How to apply for work experience in journalism

Newspapers. (Photo by NS Newsflash)

Applying for work experience can be a nerve-wracking experience – after all, you can’t get a job without experience and you can’t get experience without work, so it’s important to take the time to get it right so that you can land the placements you  want. A lot of applications end up in the bin (or trash folder) due to basic errors which could be easily fixed. Here are my top work experience application tips and some common mistakes.

1. Send it to the right person

It can be tempting to use “Dear Sir or Madam”, but this sounds very impersonal and is less likely to reach the relevant person.
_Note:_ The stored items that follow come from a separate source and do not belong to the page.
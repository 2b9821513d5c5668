//! Command-line interface for linelex
//! Runs a declarative grammar over line-oriented input and reports matched
//! tokens as JSON, one object per line.
//!
//! Usage:
//!   linelex run --grammar `<grammar>` [`<input>`]  - Lex an input file (or stdin)
//!   linelex check --grammar `<grammar>`           - Surface structural grammar errors

use clap::{Arg, Command};
use linelex::{GrammarFile, MatchEvent, Parser, TokenWalk};
use serde::Serialize;
use std::io::Read;

#[derive(Serialize)]
struct MatchedToken {
    token: String,
    line: usize,
    column: usize,
    text: String,
}

fn main() {
    let matches = Command::new("linelex")
        .version(env!("CARGO_PKG_VERSION"))
        .about("A table-driven line lexer for declarative grammars")
        .subcommand_required(true)
        .arg_required_else_help(true)
        .subcommand(
            Command::new("run")
                .about("Run a grammar over input and print matched tokens as JSON")
                .arg(
                    Arg::new("grammar")
                        .long("grammar")
                        .short('g')
                        .help("Path to a YAML grammar file")
                        .required(true),
                )
                .arg(
                    Arg::new("input")
                        .help("Input file (defaults to stdin)")
                        .index(1),
                ),
        )
        .subcommand(
            Command::new("check")
                .about("Load a grammar and report structural errors")
                .arg(
                    Arg::new("grammar")
                        .long("grammar")
                        .short('g')
                        .help("Path to a YAML grammar file")
                        .required(true),
                ),
        )
        .get_matches();

    match matches.subcommand() {
        Some(("run", run_matches)) => {
            let grammar = run_matches.get_one::<String>("grammar").unwrap();
            let input = run_matches.get_one::<String>("input");
            handle_run_command(grammar, input.map(String::as_str));
        }
        Some(("check", check_matches)) => {
            let grammar = check_matches.get_one::<String>("grammar").unwrap();
            handle_check_command(grammar);
        }
        _ => unreachable!(),
    }
}

fn load_table(path: &str) -> linelex::TokenTable {
    let text = std::fs::read_to_string(path).unwrap_or_else(|e| {
        eprintln!("Error reading grammar: {}", e);
        std::process::exit(1);
    });
    let file = GrammarFile::from_yaml(&text).unwrap_or_else(|e| {
        eprintln!("Error: {}", e);
        std::process::exit(1);
    });
    file.into_table().unwrap_or_else(|e| {
        eprintln!("Error: {}", e);
        std::process::exit(1);
    })
}

/// Handle the run command
fn handle_run_command(grammar_path: &str, input_path: Option<&str>) {
    let table = load_table(grammar_path);

    let source = match input_path {
        Some(path) => std::fs::read_to_string(path).unwrap_or_else(|e| {
            eprintln!("Error reading input: {}", e);
            std::process::exit(1);
        }),
        None => {
            let mut buf = String::new();
            std::io::stdin().read_to_string(&mut buf).unwrap_or_else(|e| {
                eprintln!("Error reading stdin: {}", e);
                std::process::exit(1);
            });
            buf
        }
    };

    let mut parser = Parser::new(&table);
    parser.observe(|event| {
        if let MatchEvent::Matched { name, lineno, pos, value } = event {
            let record = MatchedToken {
                token: name.to_string(),
                line: *lineno,
                column: pos + 1,
                text: value.text().to_string(),
            };
            match serde_json::to_string(&record) {
                Ok(json) => println!("{}", json),
                Err(e) => eprintln!("Error serializing token: {}", e),
            }
        }
    });

    if let Err(e) = parser.parse_lines([source]) {
        eprintln!("Lexing error: {}", e);
        std::process::exit(1);
    }
}

/// Handle the check command: expand the start symbol once so every
/// structural error in the reachable graph surfaces without input.
fn handle_check_command(grammar_path: &str) {
    let table = load_table(grammar_path);
    let mut walk = TokenWalk::new(table.begin());
    loop {
        match walk.next(&table) {
            None => break,
            Some(Ok(_)) => {}
            Some(Err(e)) => {
                eprintln!("Error: {}", e);
                std::process::exit(1);
            }
        }
    }
    println!("ok");
}
//! Declarative grammar files: token tables as data.
//!
//! A restricted, serializable form of the token table for grammars that need
//! no hooks or computed transitions: literal, pattern, and alternation rules
//! plus composite groups, with static `after` targets. Loaded from YAML and
//! converted into a regular [`TokenTable`].
//!
//! ```yaml
//! begin: start
//! tokens:
//!   start:
//!     match: { literal: "word1" }
//!     after: word2
//!   word2:
//!     match: { pattern: "wo?rd2", icase: true }
//!     after: eol
//!   eol:
//!     match: { pattern: "\n?$" }
//!     after: start
//! ```
//!
//! Unknown `after` targets are not validated at load time; the resolver
//! reports them as `TokenNotFound` when reached, exactly as it does for
//! tables built in code.

use crate::matcher::{Alternation, Literal, Matcher, Pattern};
use crate::table::{Token, TokenTable};
use once_cell::sync::Lazy;
use regex::Regex;
use serde::Deserialize;
use std::collections::BTreeMap;
use std::error::Error;
use std::fmt;

static NAME_PATTERN: Lazy<Regex> =
    Lazy::new(|| Regex::new(r"^[A-Za-z_][A-Za-z0-9_-]*$").expect("valid name pattern"));

/// Error while loading or converting a grammar file.
#[derive(Debug)]
pub enum GrammarError {
    /// The document is not valid YAML for the grammar shape.
    Parse(serde_yaml::Error),
    /// A token name that is not a valid identifier.
    BadName(String),
    /// A `pattern` rule whose regex does not compile.
    BadPattern {
        name: String,
        pattern: String,
        error: String,
    },
    /// A `tokens` group nested inside an `any` alternation.
    GroupInsideAny(String),
}

impl fmt::Display for GrammarError {
    fn fmt(&self, f: &mut fmt::Formatter<'_>) -> fmt::Result {
        match self {
            GrammarError::Parse(err) => write!(f, "invalid grammar file: {}", err),
            GrammarError::BadName(name) => write!(f, "invalid token name \"{}\"", name),
            GrammarError::BadPattern { name, pattern, error } => write!(
                f,
                "token \"{}\": invalid pattern \"{}\": {}",
                name, pattern, error
            ),
            GrammarError::GroupInsideAny(name) => write!(
                f,
                "token \"{}\": a \"tokens\" group cannot appear inside \"any\"",
                name
            ),
        }
    }
}

impl Error for GrammarError {
    fn source(&self) -> Option<&(dyn Error + 'static)> {
        match self {
            GrammarError::Parse(err) => Some(err),
            _ => None,
        }
    }
}

/// Top-level grammar document.
#[derive(Debug, Deserialize)]
pub struct GrammarFile {
    /// Start symbol name.
    pub begin: String,
    /// Token records by name.
    pub tokens: BTreeMap<String, TokenSpec>,
}

/// One token record in data form.
#[derive(Debug, Deserialize)]
pub struct TokenSpec {
    #[serde(rename = "match")]
    pub rule: Option<RuleSpec>,
    pub after: Option<String>,
}

/// Match rule in data form. The variants are told apart by their key.
#[derive(Debug, Deserialize)]
#[serde(untagged)]
pub enum RuleSpec {
    Literal {
        literal: String,
        #[serde(default)]
        icase: bool,
    },
    Pattern {
        pattern: String,
        #[serde(default)]
        icase: bool,
    },
    Any {
        any: Vec<RuleSpec>,
    },
    Group {
        tokens: Vec<String>,
    },
}

impl GrammarFile {
    /// Parse a grammar document from YAML text.
    pub fn from_yaml(text: &str) -> Result<Self, GrammarError> {
        serde_yaml::from_str(text).map_err(GrammarError::Parse)
    }

    /// Convert the document into a runnable token table.
    pub fn into_table(self) -> Result<TokenTable, GrammarError> {
        let mut table = TokenTable::new(self.begin);
        for (name, spec) in self.tokens {
            if !NAME_PATTERN.is_match(&name) {
                return Err(GrammarError::BadName(name));
            }
            let mut token = match spec.rule {
                Some(RuleSpec::Group { tokens }) => Token::group(tokens),
                Some(rule) => Token::matching_boxed(build_matcher(rule, &name)?),
                None => Token::new(),
            };
            if let Some(after) = spec.after {
                token = token.after(after);
            }
            table.define(name, token);
        }
        Ok(table)
    }
}

fn build_matcher(spec: RuleSpec, name: &str) -> Result<Box<dyn Matcher>, GrammarError> {
    match spec {
        RuleSpec::Literal { literal, icase } => Ok(if icase {
            Box::new(Literal::icase(literal))
        } else {
            Box::new(Literal::new(literal))
        }),
        RuleSpec::Pattern { pattern, icase } => {
            let built = if icase {
                Pattern::icase(&pattern)
            } else {
                Pattern::new(&pattern)
            };
            match built {
                Ok(matcher) => Ok(Box::new(matcher)),
                Err(err) => Err(GrammarError::BadPattern {
                    name: name.to_string(),
                    pattern,
                    error: err.to_string(),
                }),
            }
        }
        RuleSpec::Any { any } => {
            let members = any
                .into_iter()
                .map(|member| match member {
                    RuleSpec::Group { .. } => Err(GrammarError::GroupInsideAny(name.to_string())),
                    other => build_matcher(other, name),
                })
                .collect::<Result<Vec<_>, _>>()?;
            Ok(Box::new(Alternation::new(members)))
        }
        RuleSpec::Group { .. } => Err(GrammarError::GroupInsideAny(name.to_string())),
    }
}
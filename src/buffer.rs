//! Backtrack buffer: an append-only line cache with a cursor and a stack of
//! saved cursor snapshots.
//!
//! Matchers and the driver use it for speculative multi-line lookahead:
//! `push` snapshots the read position, `pop` rolls back to the most recent
//! snapshot, `discard` commits it, and `purge` drops the whole snapshot stack
//! together with every already-consumed line. The driver purges once per
//! committed state transition, so memory is bounded by the longest in-flight
//! lookahead window.

/// Saved cursor snapshot. Frames form a stack; they are never popped or
/// discarded out of order.
#[derive(Debug, Clone)]
struct Frame {
    next_idx: usize,
    lineno: usize,
    pos: usize,
    line: String,
}

/// Line cache plus cursor state for one parser.
#[derive(Debug)]
pub struct BacktrackBuffer {
    lines: Vec<String>,
    next_idx: usize,
    frames: Vec<Frame>,
    line: String,
    lineno: usize,
    pos: usize,
    keep_eol: bool,
    /// Set by `Lookahead::read_line` when a push-fed parser runs out of
    /// buffered lines while input is still open. Cleared by the driver.
    pub(crate) starved: bool,
}

impl BacktrackBuffer {
    /// Create an empty buffer. With `keep_eol`, every line appended through
    /// [`append`](Self::append) keeps a trailing `'\n'`.
    pub fn new(keep_eol: bool) -> Self {
        BacktrackBuffer {
            lines: Vec::new(),
            next_idx: 0,
            frames: Vec::new(),
            line: String::new(),
            lineno: 0,
            pos: 0,
            keep_eol,
            starved: false,
        }
    }

    /// Split a text block on embedded line breaks and append the lines.
    pub fn append(&mut self, block: &str) {
        self.lines.extend(split_block(block, self.keep_eol));
    }

    /// Advance the cursor to the next buffered line, if any.
    pub fn take_line(&mut self) -> Option<&str> {
        if self.next_idx >= self.lines.len() {
            return None;
        }
        self.line = self.lines[self.next_idx].clone();
        self.next_idx += 1;
        self.lineno += 1;
        self.pos = 0;
        Some(&self.line)
    }

    /// Snapshot the current read position.
    pub fn push(&mut self) {
        self.frames.push(Frame {
            next_idx: self.next_idx,
            lineno: self.lineno,
            pos: self.pos,
            line: self.line.clone(),
        });
    }

    /// Restore the most recent snapshot and drop it (rollback).
    pub fn pop(&mut self) {
        if let Some(frame) = self.frames.pop() {
            self.next_idx = frame.next_idx;
            self.lineno = frame.lineno;
            self.pos = frame.pos;
            self.line = frame.line;
        }
    }

    /// Drop the most recent snapshot without restoring (commit).
    pub fn discard(&mut self) {
        self.frames.pop();
    }

    /// Clear the snapshot stack and trim every consumed line from the cache.
    /// After this, no rollback can reach any previously consumed line.
    pub fn purge(&mut self) {
        self.frames.clear();
        if self.next_idx > 0 {
            self.lines.drain(..self.next_idx);
            self.next_idx = 0;
        }
    }

    /// Current line text.
    pub fn line(&self) -> &str {
        &self.line
    }

    /// 1-based number of the current line; 0 before the first line.
    pub fn lineno(&self) -> usize {
        self.lineno
    }

    /// 0-based position of the cursor within the current line.
    pub fn pos(&self) -> usize {
        self.pos
    }

    pub(crate) fn set_pos(&mut self, pos: usize) {
        self.pos = pos;
    }

    /// Whether an unconsumed line is buffered.
    pub fn buffered(&self) -> bool {
        self.next_idx < self.lines.len()
    }

    /// Number of snapshots currently on the stack.
    pub fn depth(&self) -> usize {
        self.frames.len()
    }

    /// Number of lines still held in the cache, consumed or not.
    pub fn cached(&self) -> usize {
        self.lines.len()
    }
}

/// Matcher-facing view of the buffer for one attempt.
///
/// A matcher that needs multi-line lookahead calls [`read_line`] to advance
/// the cursor and wraps speculative reads in `push`/`pop`/`discard` pairs.
/// The driver snapshots around the whole attempt as well, so a failing
/// matcher cannot leave lines partially consumed for the next candidate.
///
/// [`read_line`]: Lookahead::read_line
pub struct Lookahead<'a, 'f> {
    buf: &'a mut BacktrackBuffer,
    source: Option<&'a mut (dyn FnMut() -> Option<String> + 'f)>,
    closed: &'a mut bool,
}

impl<'a, 'f> Lookahead<'a, 'f> {
    pub(crate) fn new(
        buf: &'a mut BacktrackBuffer,
        source: Option<&'a mut (dyn FnMut() -> Option<String> + 'f)>,
        closed: &'a mut bool,
    ) -> Self {
        Lookahead { buf, source, closed }
    }

    /// Snapshot the current read position.
    pub fn push(&mut self) {
        self.buf.push();
    }

    /// Restore the most recent snapshot (rollback).
    pub fn pop(&mut self) {
        self.buf.pop();
    }

    /// Drop the most recent snapshot without restoring (commit).
    pub fn discard(&mut self) {
        self.buf.discard();
    }

    /// Advance the cursor to the next line, pulling from the line source if
    /// one is attached. Returns `None` at end of input, or, for a push-fed
    /// parser whose input is still open, when no line has arrived yet.
    pub fn read_line(&mut self) -> Option<&str> {
        while !self.buf.buffered() && !*self.closed {
            match self.source.as_mut() {
                Some(src) => match (src)() {
                    Some(block) if !block.is_empty() => self.buf.append(&block),
                    _ => *self.closed = true,
                },
                None => {
                    self.buf.starved = true;
                    return None;
                }
            }
        }
        self.buf.take_line()
    }

    /// Current line text.
    pub fn line(&self) -> &str {
        self.buf.line()
    }

    /// 1-based number of the current line.
    pub fn lineno(&self) -> usize {
        self.buf.lineno()
    }
}

/// Split a text block into lines the way the delivery API promises: `\n` and
/// `\r\n` both end a line, a trailing terminator does not produce an empty
/// final line, and `keep_eol` re-attaches a `'\n'` to every line.
pub(crate) fn split_block(block: &str, keep_eol: bool) -> Vec<String> {
    if block.is_empty() {
        return Vec::new();
    }
    let mut out: Vec<String> = block
        .split('\n')
        .map(|piece| piece.strip_suffix('\r').unwrap_or(piece).to_string())
        .collect();
    if block.ends_with('\n') {
        out.pop();
    }
    if keep_eol {
        for line in &mut out {
            line.push('\n');
        }
    }
    out
}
Try to find out who you should address your application to – editors are constantly bombarded with emails and, unless the publication is really small, they’re unlikely to be the person in charge of work experience placements. Just call the company and ask who you should send it to. It’ll show that you’ve done some basic research.

2. Tailor applications

Don’t say: “I really want to write for your magazine because I want to be a [insert specialism here] journalist…” This kind of sentence suggests that you’ve used a template and the use of “your magazine” implies that this is a mass email you’ve sent to every magazine you could find. Tailor your emails to suit each application.

3. Show commitment

Don’t say that you want to “explore” journalism as a future career option. This suggests that you’re not really committed and just want to dip your toes in the water. Even if you are just trying it out, don’t say that – we want to hear that you’re dedicated. Feign interest or even enthusiasm, say that you really want work experience with The Cardboard and Wrapping Paper Times because you’ve been fascinated with cereal packets for years, just don’t let on that you’re really more of a jiffy bag fan.

4. Check before sending

Make sure you check your application very carefully for spelling mistakes, typos and grammatical errors. Get a friend to check it too, because a pair of fresh eyes will always spot the horribly embarrassing mistake that you missed.

5. Back up claims

It can be frustrating to read work experience covering letters where the applicant claims to have a skill or interest, but provides no evidence to back it up. If you say you’ve always been interested in cooking, follow it up by saying what dishes you like to make or explain how you became interested in food in the first place. This is your opportunity to add a bit of colour to your application and show your personality.

6. Include writing samples

Add any relevant cuttings to your application, but don’t go overboard – two or three will do. You could also set up a professional-looking online portfolio or blog and include a link in your covering letter.

7. Follow up

After submitting your application, wait a few days then follow up with a phone call to politely check that the relevant person has received your email. It might be that your email’s ended up in their junk mail folder or that they’ve just forgotten to reply, either way, you won’t know what’s going on unless you make contact.